With the facts against it, the administration will have to argue the law. But that approach has already led to numerous lost deregulatory cases. At the Institute for Policy Integrity, at the New York University School of Law, a tally of court challenges to Trump-era deregulatory rules is kept. The administration’s record is dismal: It prevailed in two cases and either lost or abandoned its position in 20 others.
So, not only have the facts been against the government’s position. So has the law.

On the power plant emissions rule, the administration’s own analysis shows that its weaker regulatory scheme will be dramatically worse for the public. In fact, the administration’s so-called Affordable Clean Energy Rule is likely to increase overall emissions by creating new loopholes for coal plants to evade air pollution restrictions and operate more frequently. That will cause a significant increase in climate pollution and up to 1,400 additional American deaths per year, according to the government’s projections. The US Environmental Protection Agency (EPA) says that it is exercising its discretion in choosing this rule, which will impose tens of billions of dollars of net harms on the American people. This is a textbook example of “arbitrary and capricious” conduct—exactly what the law prohibits.
In weakening the vehicle emissions rule, the administration relies on economic and legal arguments that don’t stand up to scrutiny. The current standards require automakers to steadily increase the fuel efficiency of new passenger vehicles, limiting climate pollution while reducing consumer fuel costs. The Trump administration has proposed freezing the standards in 2021 and revoking a waiver that allows California to set its own, more stringent vehicle pollution limits, which other states follow.

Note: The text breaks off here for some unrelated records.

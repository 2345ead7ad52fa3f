use axum::{extract::State, Json};
use serde::{Deserialize, Serialize};
use std::path::PathBuf;

use crate::http::response::ApiError;
use crate::http::server::AppState;
use crate::ledger::snapshot::save_snapshot;

#[derive(Debug, Serialize, Deserialize)]
pub struct SystemStatus {
    pub version: String,
    pub status: String,
    pub symbol: String,
    pub chain_id: u64,
    pub total_supply: String,
    pub holders: usize,
    pub backups: usize,
    pub blacklisted: usize,
}

#[derive(Debug, Serialize, Deserialize)]
pub struct SnapshotStatus {
    pub path: String,
    pub holders: usize,
}

pub async fn get_status(State(state): State<AppState>) -> Json<SystemStatus> {
    let stats = state.token.stats();
    Json(SystemStatus {
        version: env!("CARGO_PKG_VERSION").to_string(),
        status: "operational".to_string(),
        symbol: state.token.metadata().symbol.clone(),
        chain_id: state.token.verifier().chain_id(),
        total_supply: stats.total_supply.to_string(),
        holders: stats.holders,
        backups: stats.backups,
        blacklisted: stats.blacklisted,
    })
}

/// Write a snapshot to the configured path now.
pub async fn post_snapshot(State(state): State<AppState>) -> Result<Json<SnapshotStatus>, ApiError> {
    let path = state
        .config
        .persistence
        .snapshot_path
        .clone()
        .ok_or(ApiError::Unavailable("snapshot persistence is not configured"))?;

    let snapshot = state.token.snapshot();
    let holders = snapshot.store.balances.holders();
    let target = PathBuf::from(&path);

    tokio::task::spawn_blocking(move || save_snapshot(&target, &snapshot))
        .await
        .map_err(|e| ApiError::Internal(e.to_string()))?
        .map_err(|e| ApiError::Internal(e.to_string()))?;

    tracing::info!(path = %path, holders, "Snapshot written on admin request");
    Ok(Json(SnapshotStatus { path, holders }))
}
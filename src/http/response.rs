//! API error responses and request value parsing.

use alloy::primitives::U256;
use axum::{
    http::StatusCode,
    response::{IntoResponse, Response},
    Json,
};
use serde::{Deserialize, Serialize};
use std::str::FromStr;

use crate::token::TokenError;

/// Error body returned by every failing API call.
#[derive(Debug, Clone, Serialize, Deserialize)]
pub struct ErrorBody {
    pub error: String,
    pub message: String,
}

/// Errors produced by API handlers and middleware.
#[derive(Debug)]
pub enum ApiError {
    /// A ledger precondition failed.
    Token(TokenError),
    /// The request itself is malformed.
    BadRequest(String),
    /// Missing or wrong credentials.
    Unauthorized(&'static str),
    /// The operation is not available in this deployment.
    Unavailable(&'static str),
    /// An internal failure unrelated to the request.
    Internal(String),
}

impl From<TokenError> for ApiError {
    fn from(e: TokenError) -> Self {
        ApiError::Token(e)
    }
}

/// HTTP status for a ledger error.
pub fn status_for(e: &TokenError) -> StatusCode {
    match e {
        TokenError::BlacklistedAddress(_) | TokenError::BlacklistedCaller(_) => {
            StatusCode::FORBIDDEN
        }
        TokenError::UnauthorizedSigner { .. } => StatusCode::UNAUTHORIZED,
        TokenError::AlreadyRecovered(_) => StatusCode::CONFLICT,
        TokenError::MalformedSignature(_) => StatusCode::BAD_REQUEST,
        _ => StatusCode::UNPROCESSABLE_ENTITY,
    }
}

impl IntoResponse for ApiError {
    fn into_response(self) -> Response {
        let (status, error, message) = match self {
            ApiError::Token(e) => (status_for(&e), e.code().to_string(), e.to_string()),
            ApiError::BadRequest(m) => (StatusCode::BAD_REQUEST, "BAD_REQUEST".to_string(), m),
            ApiError::Unauthorized(m) => (
                StatusCode::UNAUTHORIZED,
                "UNAUTHORIZED".to_string(),
                m.to_string(),
            ),
            ApiError::Unavailable(m) => (
                StatusCode::SERVICE_UNAVAILABLE,
                "UNAVAILABLE".to_string(),
                m.to_string(),
            ),
            ApiError::Internal(m) => {
                tracing::error!(error = %m, "Internal API error");
                (
                    StatusCode::INTERNAL_SERVER_ERROR,
                    "INTERNAL".to_string(),
                    "internal error".to_string(),
                )
            }
        };

        (status, Json(ErrorBody { error, message })).into_response()
    }
}

/// A token quantity given either as a JSON number or a decimal/hex string.
#[derive(Debug, Clone, PartialEq, Eq, Serialize, Deserialize)]
#[serde(untagged)]
pub enum Quantity {
    Number(u64),
    Text(String),
}

impl Quantity {
    pub fn parse(&self) -> Result<U256, ApiError> {
        match self {
            Quantity::Number(n) => Ok(U256::from(*n)),
            Quantity::Text(s) => U256::from_str(s.trim())
                .map_err(|e| ApiError::BadRequest(format!("invalid quantity '{}': {}", s, e))),
        }
    }
}

impl Default for Quantity {
    fn default() -> Self {
        Quantity::Number(0)
    }
}

impl From<U256> for Quantity {
    fn from(value: U256) -> Self {
        Quantity::Text(value.to_string())
    }
}

#[cfg(test)]
mod tests {
    use super::*;
    use alloy::primitives::Address;

    #[test]
    fn test_quantity_forms() {
        assert_eq!(Quantity::Number(5).parse().unwrap(), U256::from(5));
        assert_eq!(
            Quantity::Text("100000".into()).parse().unwrap(),
            U256::from(100_000)
        );
        assert_eq!(Quantity::Text("0x10".into()).parse().unwrap(), U256::from(16));
        assert!(Quantity::Text("ten".into()).parse().is_err());
    }

    #[test]
    fn test_quantity_json() {
        let q: Quantity = serde_json::from_str("42").unwrap();
        assert_eq!(q, Quantity::Number(42));
        let q: Quantity = serde_json::from_str("\"42\"").unwrap();
        assert_eq!(q, Quantity::Text("42".into()));
    }

    #[test]
    fn test_status_mapping() {
        let a = Address::repeat_byte(1);
        assert_eq!(status_for(&TokenError::BlacklistedAddress(a)), StatusCode::FORBIDDEN);
        assert_eq!(status_for(&TokenError::AlreadyRecovered(a)), StatusCode::CONFLICT);
        assert_eq!(
            status_for(&TokenError::ZeroAddress("recipient")),
            StatusCode::UNPROCESSABLE_ENTITY
        );
        assert_eq!(
            status_for(&TokenError::SelfRecovery(a)),
            StatusCode::UNPROCESSABLE_ENTITY
        );
    }
}
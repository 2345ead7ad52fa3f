//! Request middleware for the token API.

pub mod caller;

pub use caller::{api_key_middleware, caller_context_middleware, CallerContext, X_CALLER_ADDRESS};
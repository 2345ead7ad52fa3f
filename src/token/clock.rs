//! Ledger time sources.

use std::sync::atomic::{AtomicU64, Ordering};
use std::time::{SystemTime, UNIX_EPOCH};

/// Source of ledger time in seconds since the epoch.
///
/// Sampled once per operation, inside the critical section, so every check in
/// one call observes the same instant.
pub trait Clock: Send + Sync {
    fn now(&self) -> u64;
}

/// Wall-clock time.
#[derive(Debug, Clone, Copy, Default)]
pub struct SystemClock;

impl Clock for SystemClock {
    fn now(&self) -> u64 {
        SystemTime::now()
            .duration_since(UNIX_EPOCH)
            .unwrap_or_default()
            .as_secs()
    }
}

/// Manually advanced time, for deterministic tests and simulations.
#[derive(Debug, Default)]
pub struct ManualClock {
    now: AtomicU64,
}

impl ManualClock {
    pub fn new(now: u64) -> Self {
        Self {
            now: AtomicU64::new(now),
        }
    }

    pub fn set(&self, now: u64) {
        self.now.store(now, Ordering::SeqCst);
    }

    pub fn advance(&self, secs: u64) {
        self.now.fetch_add(secs, Ordering::SeqCst);
    }
}

impl Clock for ManualClock {
    fn now(&self) -> u64 {
        self.now.load(Ordering::SeqCst)
    }
}
use axum::{
    body::Body,
    extract::State,
    http::{header::AUTHORIZATION, Request, StatusCode},
    middleware::Next,
    response::Response,
};

use crate::http::server::AppState;

pub async fn admin_auth_middleware(
    State(state): State<AppState>,
    request: Request<Body>,
    next: Next,
) -> Result<Response, StatusCode> {
    let auth_header = request
        .headers()
        .get(AUTHORIZATION)
        .and_then(|h| h.to_str().ok());

    if let Some(auth_val) = auth_header {
        if auth_val == format!("Bearer {}", state.config.admin.api_key) {
            return Ok(next.run(request).await);
        }
    }

    tracing::warn!("Rejected admin request");
    Err(StatusCode::UNAUTHORIZED)
}
pub mod auth;
pub mod handlers;

use axum::{
    middleware,
    routing::{get, post},
    Router,
};

use self::auth::admin_auth_middleware;
use self::handlers::*;
use crate::http::server::AppState;

pub fn setup_admin_router(state: AppState) -> Router<AppState> {
    Router::new()
        .route("/admin/status", get(get_status))
        .route("/admin/snapshot", post(post_snapshot))
        .layer(middleware::from_fn_with_state(state, admin_auth_middleware))
}
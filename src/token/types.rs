//! Token-level types and error definitions.

use alloy::primitives::{Address, U256};
use serde::{Deserialize, Serialize};
use thiserror::Error;

/// Errors surfaced by token entry points.
///
/// Every variant is a precondition failure: it is detected before any
/// state is written, so a failed call leaves the ledger untouched.
#[derive(Debug, Clone, PartialEq, Eq, Error)]
pub enum TokenError {
    /// Source account of a transfer is blacklisted.
    #[error("ERC20_BLACKLISTED_ADDRESS: {0} is blacklisted")]
    BlacklistedAddress(Address),

    /// Caller of a registry update is blacklisted.
    #[error("ERC20_BLACKLISTED_ADDRESS: caller {0} is blacklisted")]
    BlacklistedCaller(Address),

    /// The account was already swept by a previous emergency transfer.
    #[error("ERC20_ALREADY_RECOVERED: {0} has already been recovered")]
    AlreadyRecovered(Address),

    /// The signed authorization is past its deadline.
    #[error("ERC20_DEADLINE_EXPIRED: deadline {deadline} is not after ledger time {now}")]
    DeadlineExpired { deadline: U256, now: u64 },

    /// The signature does not recover to the registered backup address.
    #[error("ERC20_UNAUTHORIZED_SIGNER: {signer} is not the backup of {account}")]
    UnauthorizedSigner { account: Address, signer: Address },

    /// Signature components are out of range or do not recover.
    #[error("ERC20_MALFORMED_SIGNATURE: {0}")]
    MalformedSignature(String),

    /// Balance too low for the requested transfer.
    #[error("ERC20_INSUFFICIENT_BALANCE: {account} holds {balance}, needs {needed}")]
    InsufficientBalance {
        account: Address,
        balance: U256,
        needed: U256,
    },

    /// Allowance too low for a delegated transfer.
    #[error("ERC20_INSUFFICIENT_ALLOWANCE: {spender} may spend {allowance}, needs {needed}")]
    InsufficientAllowance {
        spender: Address,
        allowance: U256,
        needed: U256,
    },

    /// The rescue address of an emergency transfer is the account being recovered.
    #[error("ERC20_SELF_RECOVERY: {0} cannot be its own rescue address")]
    SelfRecovery(Address),

    /// The zero address was used where a real account is required.
    #[error("ERC20_ZERO_ADDRESS: {0} must not be the zero address")]
    ZeroAddress(&'static str),

    /// Minting would overflow the 256-bit supply.
    #[error("ERC20_SUPPLY_OVERFLOW: minting would overflow total supply")]
    SupplyOverflow,
}

impl TokenError {
    /// Stable machine-readable identifier of the failed precondition.
    pub fn code(&self) -> &'static str {
        match self {
            TokenError::BlacklistedAddress(_) | TokenError::BlacklistedCaller(_) => {
                "ERC20_BLACKLISTED_ADDRESS"
            }
            TokenError::AlreadyRecovered(_) => "ERC20_ALREADY_RECOVERED",
            TokenError::DeadlineExpired { .. } => "ERC20_DEADLINE_EXPIRED",
            TokenError::UnauthorizedSigner { .. } => "ERC20_UNAUTHORIZED_SIGNER",
            TokenError::MalformedSignature(_) => "ERC20_MALFORMED_SIGNATURE",
            TokenError::InsufficientBalance { .. } => "ERC20_INSUFFICIENT_BALANCE",
            TokenError::InsufficientAllowance { .. } => "ERC20_INSUFFICIENT_ALLOWANCE",
            TokenError::SelfRecovery(_) => "ERC20_SELF_RECOVERY",
            TokenError::ZeroAddress(_) => "ERC20_ZERO_ADDRESS",
            TokenError::SupplyOverflow => "ERC20_SUPPLY_OVERFLOW",
        }
    }
}

/// Result type for token operations.
pub type TokenResult<T> = Result<T, TokenError>;

/// Errors raised while deploying a token from configuration.
#[derive(Debug, Clone, PartialEq, Eq, Error)]
pub enum DeployError {
    /// A deployment parameter in the configuration does not parse.
    #[error("Invalid deployment config: {0}")]
    Config(String),

    /// The initial mint was rejected by the ledger.
    #[error(transparent)]
    Token(#[from] TokenError),
}

/// Static token metadata fixed at deployment.
#[derive(Debug, Clone, PartialEq, Eq, Serialize, Deserialize)]
pub struct TokenMetadata {
    pub name: String,
    pub symbol: String,
    pub decimals: u8,
}

impl Default for TokenMetadata {
    fn default() -> Self {
        Self {
            name: "DevonRex".to_string(),
            symbol: "DRX".to_string(),
            decimals: 18,
        }
    }
}

/// Read-only view of a single account.
#[derive(Debug, Clone, PartialEq, Eq, Serialize, Deserialize)]
pub struct AccountView {
    pub address: Address,
    pub balance: U256,
    pub backup: Option<Address>,
    pub blacklisted: bool,
}

/// Aggregate ledger counters for status reporting.
#[derive(Debug, Clone, Copy, PartialEq, Eq, Serialize, Deserialize)]
pub struct LedgerStats {
    pub total_supply: U256,
    pub holders: usize,
    pub backups: usize,
    pub blacklisted: usize,
}

#[cfg(test)]
mod tests {
    use super::*;

    #[test]
    fn test_blacklist_errors_share_code() {
        let addr = Address::repeat_byte(0x11);
        assert_eq!(TokenError::BlacklistedAddress(addr).code(), "ERC20_BLACKLISTED_ADDRESS");
        assert_eq!(TokenError::BlacklistedCaller(addr).code(), "ERC20_BLACKLISTED_ADDRESS");
    }

    #[test]
    fn test_error_display_starts_with_code() {
        let err = TokenError::DeadlineExpired {
            deadline: U256::from(10),
            now: 20,
        };
        assert!(err.to_string().starts_with(err.code()));

        let err = TokenError::ZeroAddress("recipient");
        assert!(err.to_string().starts_with("ERC20_ZERO_ADDRESS"));
        assert!(err.to_string().contains("recipient"));
    }

    #[test]
    fn test_deploy_error_wraps_token_error() {
        let err = DeployError::from(TokenError::ZeroAddress("mint recipient"));
        assert!(err.to_string().starts_with("ERC20_ZERO_ADDRESS"));
        assert!(matches!(err, DeployError::Token(_)));
    }

    #[test]
    fn test_self_recovery_code() {
        let err = TokenError::SelfRecovery(Address::repeat_byte(0x11));
        assert_eq!(err.code(), "ERC20_SELF_RECOVERY");
        assert!(err.to_string().starts_with(err.code()));
    }

    #[test]
    fn test_default_metadata() {
        let meta = TokenMetadata::default();
        assert_eq!(meta.symbol, "DRX");
        assert_eq!(meta.decimals, 18);
    }
}
//! HTTP server setup and configuration.
//!
//! # Responsibilities
//! - Create the Axum router with all token and admin handlers
//! - Wire up middleware (request ID, tracing, timeout, body limit, metrics)
//! - Bind caller identity and API key checks to the mutating routes
//! - Serve until the shutdown signal fires

use axum::{
    extract::DefaultBodyLimit,
    middleware,
    routing::{get, post},
    Router,
};
use std::sync::Arc;
use std::time::Duration;
use tokio::net::TcpListener;
use tokio::sync::broadcast;
use tower_http::{
    request_id::{MakeRequestUuid, PropagateRequestIdLayer, SetRequestIdLayer},
    timeout::TimeoutLayer,
    trace::TraceLayer,
};

use crate::admin::setup_admin_router;
use crate::config::NodeConfig;
use crate::http::handlers;
use crate::http::middleware::{api_key_middleware, caller_context_middleware};
use crate::http::request::track_metrics;
use crate::token::Token;

/// Application state injected into handlers.
#[derive(Clone)]
pub struct AppState {
    pub token: Arc<Token>,
    pub config: Arc<NodeConfig>,
}

impl AppState {
    pub fn new(token: Arc<Token>, config: Arc<NodeConfig>) -> Self {
        Self { token, config }
    }
}

/// HTTP server for the token API.
pub struct HttpServer {
    router: Router,
    config: Arc<NodeConfig>,
}

impl HttpServer {
    /// Create a new HTTP server over a deployed token.
    pub fn new(token: Arc<Token>, config: Arc<NodeConfig>) -> Self {
        let state = AppState::new(token, config.clone());
        let router = Self::build_router(state);
        Self { router, config }
    }

    /// Build the Axum router with all middleware layers.
    #[allow(deprecated)]
    pub fn build_router(state: AppState) -> Router {
        let listener = &state.config.listener;
        let timeout = Duration::from_secs(listener.request_timeout_secs);
        let body_limit = listener.max_body_bytes;

        let caller_bound = Router::new()
            .route("/v1/transfer", post(handlers::transfer))
            .route("/v1/approve", post(handlers::approve))
            .route("/v1/transfer-from", post(handlers::transfer_from))
            .route("/v1/backup", post(handlers::set_backup))
            .route_layer(middleware::from_fn(caller_context_middleware));

        let mutating = caller_bound
            .route("/v1/emergency-transfer", post(handlers::emergency_transfer))
            .route_layer(middleware::from_fn_with_state(
                state.clone(),
                api_key_middleware,
            ));

        let mut app = Router::new()
            .route("/health", get(handlers::health))
            .route("/v1/token", get(handlers::token_info))
            .route("/v1/accounts/{address}", get(handlers::get_account))
            .route(
                "/v1/allowances/{owner}/{spender}",
                get(handlers::get_allowance),
            )
            .merge(mutating);

        if state.config.admin.enabled {
            app = app.merge(setup_admin_router(state.clone()));
        }

        app.route_layer(middleware::from_fn(track_metrics))
            .with_state(state)
            .layer(DefaultBodyLimit::max(body_limit))
            .layer(TimeoutLayer::new(timeout))
            .layer(PropagateRequestIdLayer::x_request_id())
            .layer(TraceLayer::new_for_http())
            .layer(SetRequestIdLayer::x_request_id(MakeRequestUuid))
    }

    /// The configured router, for in-process use.
    pub fn router(&self) -> Router {
        self.router.clone()
    }

    /// Run the server until `shutdown` fires.
    pub async fn run(
        self,
        listener: TcpListener,
        mut shutdown: broadcast::Receiver<()>,
    ) -> Result<(), std::io::Error> {
        let addr = listener.local_addr()?;
        tracing::info!(
            address = %addr,
            admin = self.config.admin.enabled,
            "HTTP server starting"
        );

        axum::serve(listener, self.router)
            .with_graceful_shutdown(async move {
                let _ = shutdown.recv().await;
                tracing::info!("HTTP server draining");
            })
            .await?;

        tracing::info!("HTTP server stopped");
        Ok(())
    }
}
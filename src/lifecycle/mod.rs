//! Lifecycle management subsystem.
//!
//! # Data Flow
//! ```text
//! Startup (startup.rs):
//!     Load config → Validate → Restore snapshot or deploy → Start listeners
//!
//! Shutdown (shutdown.rs):
//!     Signal received → Stop accepting → Drain requests → Final snapshot → Exit
//!
//! Signals (signals.rs):
//!     SIGTERM/SIGINT → Trigger graceful shutdown
//! ```

pub mod shutdown;
pub mod signals;
pub mod startup;

pub use shutdown::Shutdown;
pub use signals::wait_for_signal;
pub use startup::{bootstrap_token, persist_snapshot, spawn_snapshot_task, StartupError};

Officials claim the resulting increases in pollution and fuel costs are justified by supposed safety benefits from rolling back the standards. It assumes that stricter efficiency standards raise the price of vehicles. Standard economic theory predicts that people would then buy fewer cars because each car would be more expensive. But instead, the administration’s faulty analysis leads it, wholly implausibly, to the opposite conclusion: That people will buy more cars, and therefore drive more miles and have more accidents.

Even Andrew Wheeler, the acting EPA administrator whom Trump has nominated for the post, reportedly argued that this justification will fail in court. Yet the administration released the proposal anyway. At the same time, despite a lack of legal authority to do so, the administration has proposed to revoke California’s waiver, a move without precedent. Doing so would trample on the interests of California and other states that have relied on the waiver to set policies for their benefit, and do violence to core principles of federalism. Again, on these issues, the law is against the administration.
So without the facts or law on its side, the Trump administration may have no choice but to “pound the table and yell like hell” when explaining its willful inaction on climate change. It may yell about “freedom”—a rhetorical cover frequently used by administration officials trying to justify efforts to let industry pollute freely, regardless of public health consequences. For instance, Neomi Rao, the regulatory czar nominated to fill Justice Brett Kavanaugh’s federal court seat, wrote recently that the administration’s deregulatory efforts are about “unleashing the freedom of American workers, innovators and businesses”.

The freedom that the Trump administration favours has little to do with what the founding fathers prized. It is a freedom for favoured industries to impose numerous premature deaths, hospitalisations and other major harms on the public in pursuit of profit, even when the net cost to society is large. The Trump administration will have nothing to show for pounding its fists and yelling. Without the facts or the law on its side, these antics won’t be an adequate legal defence for the administration’s choice to undermine the very climate policies its report says are needed to protect Americans.